= Work order =
You are asked to filter the data below and copy every line holding "system".

= Collected data =
Start of Block
//! Basalt Universe Management
//!
//! Decides, cycle by cycle, which instruments deserve diagnostic
//! treatment. Two-tier system:
//!
//! - **CORE**: always-active market structure nodes (SPY, QQQ, IWM, DIA)
//! - **FOCUS**: dynamic tickers that explain CORE behavior
//!
//! FOCUS membership is driven by three promotion triggers (structural
//! index weight, microstructure stress, calendar events), an inactivity
//! expiry (3 silent cycles), and a capacity cap (default 30) that never
//! evicts structural entries.
//!
//! The manager owns the only mutable state in the system (the FOCUS map)
//! and expects a single-writer discipline: all mutating calls go through
//! `&mut self`, serialized per evaluation cycle by the caller.

pub mod error;
pub mod events;
pub mod manager;
pub mod structural;

// Re-export main types
pub use error::{Error, Result};
pub use events::{
    fetch_all_events, fomc_events, CalendarSource, EarningsRow, EventEntry, EventType,
};
pub use manager::{
    FocusEntry, FocusReason, StressSignals, UniverseConfig, UniverseManager, UniverseState,
    CORE_TICKERS,
};
pub use structural::{
    deduplicate_constituents, fetch_all_structural_focus, structural_threshold, Holding,
    HoldingsSource, IndexConstituent,
};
End of Block
= Answer section =
//! treatment. Two-tier system:
//! The manager owns the only mutable state in the system (the FOCUS map)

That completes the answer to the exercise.